**WORK ITEM**. From the entries below, return every line that includes the word "case".

---------- RECORDS FOR THE TASK ----------

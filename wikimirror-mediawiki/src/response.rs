//! Typed views of Action API responses (`formatversion=2`).
//!
//! Every struct tolerates absent fields; the API omits keys rather than
//! sending `false` or empty arrays.

use std::collections::BTreeMap;

use serde::Deserialize;
use serde_json::Value;

use wikimirror_core::{FileMetadata, PageContent, Site, Title};

use crate::error::MediaWikiError;

// ---------------------------------------------------------------------------
// Envelope
// ---------------------------------------------------------------------------

#[derive(Debug, Deserialize)]
pub(crate) struct ApiErrorBody {
    #[serde(default)]
    pub code: String,
    #[serde(default)]
    pub info: String,
}

/// Fail with [`MediaWikiError::Api`] when the body carries an `error` object.
pub(crate) fn check_error(body: &Value) -> Result<(), MediaWikiError> {
    match body.get("error") {
        Some(err) => {
            let err: ApiErrorBody = serde_json::from_value(err.clone())?;
            Err(MediaWikiError::Api {
                code: err.code,
                info: err.info,
            })
        }
        None => Ok(()),
    }
}

/// The `continue` object of a list query, flattened to string parameters.
pub(crate) fn continuation(body: &Value) -> Option<Vec<(String, String)>> {
    let cont = body.get("continue")?.as_object()?;
    let params = cont
        .iter()
        .map(|(k, v)| {
            let v = match v {
                Value::String(s) => s.clone(),
                other => other.to_string(),
            };
            (k.clone(), v)
        })
        .collect();
    Some(params)
}

#[derive(Debug, Default, Deserialize)]
pub(crate) struct QueryResponse {
    #[serde(default)]
    pub query: Query,
}

#[derive(Debug, Default, Deserialize)]
pub(crate) struct Query {
    #[serde(default)]
    pub pages: Vec<QueryPage>,
    #[serde(default)]
    pub redirects: Vec<Redirect>,
    #[serde(default)]
    pub interwiki: Vec<Interwiki>,
    #[serde(default)]
    pub categorymembers: Vec<Member>,
    #[serde(default)]
    pub tokens: Tokens,
}

#[derive(Debug, Default, Deserialize)]
pub(crate) struct QueryPage {
    pub title: String,
    #[serde(default)]
    pub ns: i32,
    #[serde(default)]
    pub missing: bool,
    #[serde(default)]
    pub known: bool,
    #[serde(default)]
    pub invalid: bool,
    #[serde(default)]
    pub redirect: bool,
    #[serde(default)]
    pub revisions: Vec<Revision>,
    #[serde(default)]
    pub templates: Vec<Member>,
    #[serde(default)]
    pub images: Vec<Member>,
    #[serde(default)]
    pub imageinfo: Vec<ImageInfo>,
}

#[derive(Debug, Default, Deserialize)]
pub(crate) struct Revision {
    #[serde(default)]
    pub slots: BTreeMap<String, Slot>,
}

#[derive(Debug, Default, Deserialize)]
pub(crate) struct Slot {
    #[serde(default)]
    pub content: String,
}

#[derive(Debug, Deserialize)]
pub(crate) struct Redirect {
    pub from: String,
    pub to: String,
}

#[derive(Debug, Deserialize)]
pub(crate) struct Interwiki {
    pub title: String,
    pub iw: String,
}

#[derive(Debug, Clone, Deserialize)]
pub(crate) struct Member {
    #[serde(default)]
    pub ns: i32,
    pub title: String,
}

#[derive(Debug, Default, Deserialize)]
pub(crate) struct ImageInfo {
    #[serde(default)]
    pub url: Option<String>,
    #[serde(default)]
    pub comment: String,
}

#[derive(Debug, Default, Deserialize)]
pub(crate) struct Tokens {
    #[serde(default)]
    pub logintoken: Option<String>,
    #[serde(default)]
    pub csrftoken: Option<String>,
}

#[derive(Debug, Deserialize)]
pub(crate) struct ActionResult {
    #[serde(default)]
    pub result: String,
    #[serde(default)]
    pub reason: Option<String>,
    #[serde(default)]
    pub warnings: Option<Value>,
}

impl QueryResponse {
    pub(crate) fn from_value(body: Value) -> Result<Self, MediaWikiError> {
        Ok(serde_json::from_value(body)?)
    }

    pub(crate) fn first_page(&self) -> Option<&QueryPage> {
        self.query.pages.first()
    }
}

impl QueryPage {
    fn main_slot(&self) -> Option<&str> {
        self.revisions
            .first()
            .and_then(|rev| rev.slots.get("main"))
            .map(|slot| slot.content.as_str())
    }
}

/// Result object of an `action=...` write (`edit`, `upload`, `login`).
pub(crate) fn action_result(body: &Value, action: &str) -> Result<ActionResult, MediaWikiError> {
    let obj = body
        .get(action)
        .ok_or_else(|| MediaWikiError::protocol(format!("no '{action}' object in response")))?;
    Ok(serde_json::from_value(obj.clone())?)
}

// ---------------------------------------------------------------------------
// Conversions into domain snapshots
// ---------------------------------------------------------------------------

/// Build a [`PageContent`] from a `prop=info|revisions` query.
///
/// An interwiki title resolves to a sibling site of the same family whose
/// code is the interwiki prefix.
pub(crate) fn page_content(
    site: &Site,
    title: &Title,
    resp: &QueryResponse,
    redirect_target: Option<Title>,
) -> PageContent {
    if let Some(iw) = resp.query.interwiki.first() {
        let mut content = PageContent::missing(site, &Title::new(&iw.title));
        content.resolved_site = Site::new(site.family.clone(), iw.iw.clone());
        return content;
    }
    let Some(page) = resp.first_page() else {
        return PageContent::missing(site, title);
    };
    if page.missing || page.invalid {
        return PageContent::missing(site, &Title::new(&page.title));
    }
    PageContent {
        title: Title::new(&page.title),
        text: page.main_slot().unwrap_or_default().to_owned(),
        exists: true,
        is_redirect: page.redirect,
        redirect_target: if page.redirect { redirect_target } else { None },
        resolved_site: site.clone(),
    }
}

/// Target of the first hop of a `redirects=1` query.
pub(crate) fn redirect_target(resp: &QueryResponse) -> Option<Title> {
    resp.query.redirects.first().map(|r| Title::new(&r.to))
}

/// Build [`FileMetadata`] from a `prop=imageinfo|revisions` query.
///
/// A file served from a shared repository (`missing` but `known`) counts as
/// existing; its description text is empty.
pub(crate) fn file_metadata(title: &Title, resp: &QueryResponse) -> FileMetadata {
    let Some(page) = resp.first_page() else {
        return FileMetadata::missing(title);
    };
    let exists = !page.invalid && (!page.missing || page.known);
    if !exists {
        return FileMetadata::missing(title);
    }
    let info = page.imageinfo.first();
    FileMetadata {
        title: Title::new(&page.title),
        exists,
        source_url: info.and_then(|i| i.url.clone()),
        description: page.main_slot().unwrap_or_default().to_owned(),
        comment: info.map(|i| i.comment.clone()).unwrap_or_default(),
    }
}

#[cfg(test)]
mod tests {
    use super::*;
    use rstest::rstest;
    use serde_json::json;

    fn site() -> Site {
        Site::new("wikipedia", "en")
    }

    fn parse(body: Value) -> QueryResponse {
        QueryResponse::from_value(body).unwrap()
    }

    #[test]
    fn error_object_becomes_api_error() {
        let body = json!({"error": {"code": "badtoken", "info": "Invalid CSRF token."}});
        match check_error(&body) {
            Err(MediaWikiError::Api { code, info }) => {
                assert_eq!(code, "badtoken");
                assert_eq!(info, "Invalid CSRF token.");
            }
            other => panic!("expected Api error, got {other:?}"),
        }
        assert!(check_error(&json!({"query": {}})).is_ok());
    }

    #[test]
    fn continuation_flattens_values() {
        let body = json!({"continue": {"cmcontinue": "page|41|12", "continue": "-||"}});
        let mut params = continuation(&body).unwrap();
        params.sort();
        assert_eq!(
            params,
            vec![
                ("cmcontinue".to_owned(), "page|41|12".to_owned()),
                ("continue".to_owned(), "-||".to_owned()),
            ]
        );
        assert!(continuation(&json!({"batchcomplete": true})).is_none());
    }

    #[test]
    fn existing_page_reads_main_slot() {
        let resp = parse(json!({"query": {"pages": [{
            "pageid": 7, "ns": 0, "title": "Paris",
            "revisions": [{"slots": {"main": {"contentmodel": "wikitext", "content": "Capital."}}}]
        }]}}));
        let page = page_content(&site(), &Title::new("Paris"), &resp, None);
        assert!(page.exists);
        assert!(!page.is_redirect);
        assert_eq!(page.text, "Capital.");
        assert_eq!(page.resolved_site, site());
    }

    #[test]
    fn missing_page_is_not_an_error() {
        let resp = parse(json!({"query": {"pages": [{"ns": 0, "title": "Nowhere", "missing": true}]}}));
        let page = page_content(&site(), &Title::new("Nowhere"), &resp, None);
        assert!(!page.exists);
        assert!(page.text.is_empty());
    }

    #[test]
    fn redirect_page_carries_target() {
        let resp = parse(json!({"query": {"pages": [{
            "ns": 0, "title": "Main Page", "redirect": true,
            "revisions": [{"slots": {"main": {"content": "#REDIRECT [[Home]]"}}}]
        }]}}));
        let hop = parse(json!({"query": {"redirects": [{"from": "Main Page", "to": "Home"}]}}));
        let page = page_content(
            &site(),
            &Title::new("Main Page"),
            &resp,
            redirect_target(&hop),
        );
        assert!(page.is_redirect);
        assert_eq!(page.redirect_target, Some(Title::new("Home")));
    }

    #[test]
    fn interwiki_title_resolves_to_sibling_site() {
        let resp = parse(json!({"query": {"interwiki": [{"title": "fr:Accueil", "iw": "fr"}]}}));
        let page = page_content(&site(), &Title::new("fr:Accueil"), &resp, None);
        assert_eq!(page.resolved_site, Site::new("wikipedia", "fr"));
        assert!(!page.exists);
    }

    #[test]
    fn file_metadata_from_local_file() {
        let resp = parse(json!({"query": {"pages": [{
            "ns": 6, "title": "File:Logo.png",
            "imageinfo": [{"url": "https://upload.example.org/Logo.png", "comment": "initial"}],
            "revisions": [{"slots": {"main": {"content": "== Summary =="}}}]
        }]}}));
        let meta = file_metadata(&Title::new("File:Logo.png"), &resp);
        assert!(meta.exists);
        assert_eq!(meta.source_url.as_deref(), Some("https://upload.example.org/Logo.png"));
        assert_eq!(meta.comment, "initial");
        assert_eq!(meta.description, "== Summary ==");
    }

    #[rstest]
    #[case::local(json!({"ns": 6, "title": "File:X.png",
        "imageinfo": [{"url": "https://up.example.org/X.png"}]}), true)]
    #[case::shared_repository(json!({"ns": 6, "title": "File:X.png", "missing": true,
        "known": true, "imagerepository": "shared",
        "imageinfo": [{"url": "https://commons.example.org/X.png"}]}), true)]
    #[case::absent(json!({"ns": 6, "title": "File:X.png", "missing": true}), false)]
    #[case::invalid(json!({"title": "File:<>", "invalid": true}), false)]
    fn file_existence(#[case] page: Value, #[case] exists: bool) {
        let resp = parse(json!({"query": {"pages": [page]}}));
        let meta = file_metadata(&Title::new("File:X.png"), &resp);
        assert_eq!(meta.exists, exists);
        assert_eq!(meta.source_url.is_some(), exists);
        if !exists {
            assert_eq!(meta, FileMetadata::missing(&Title::new("File:X.png")));
        }
    }

    #[test]
    fn action_result_requires_object() {
        let ok = json!({"edit": {"result": "Success", "title": "A"}});
        assert_eq!(action_result(&ok, "edit").unwrap().result, "Success");
        assert!(matches!(
            action_result(&json!({}), "edit"),
            Err(MediaWikiError::Protocol(_))
        ));
    }
}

----------

**WRITTEN RESPONSE**.
    #[case::local(json!({"ns": 6, "title": "File:X.png",
    #[case::shared_repository(json!({"ns": 6, "title": "File:X.png", "missing": true,
    #[case::absent(json!({"ns": 6, "title": "File:X.png", "missing": true}), false)]
    #[case::invalid(json!({"title": "File:<>", "invalid": true}), false)]
    fn file_existence(#[case] page: Value, #[case] exists: bool) {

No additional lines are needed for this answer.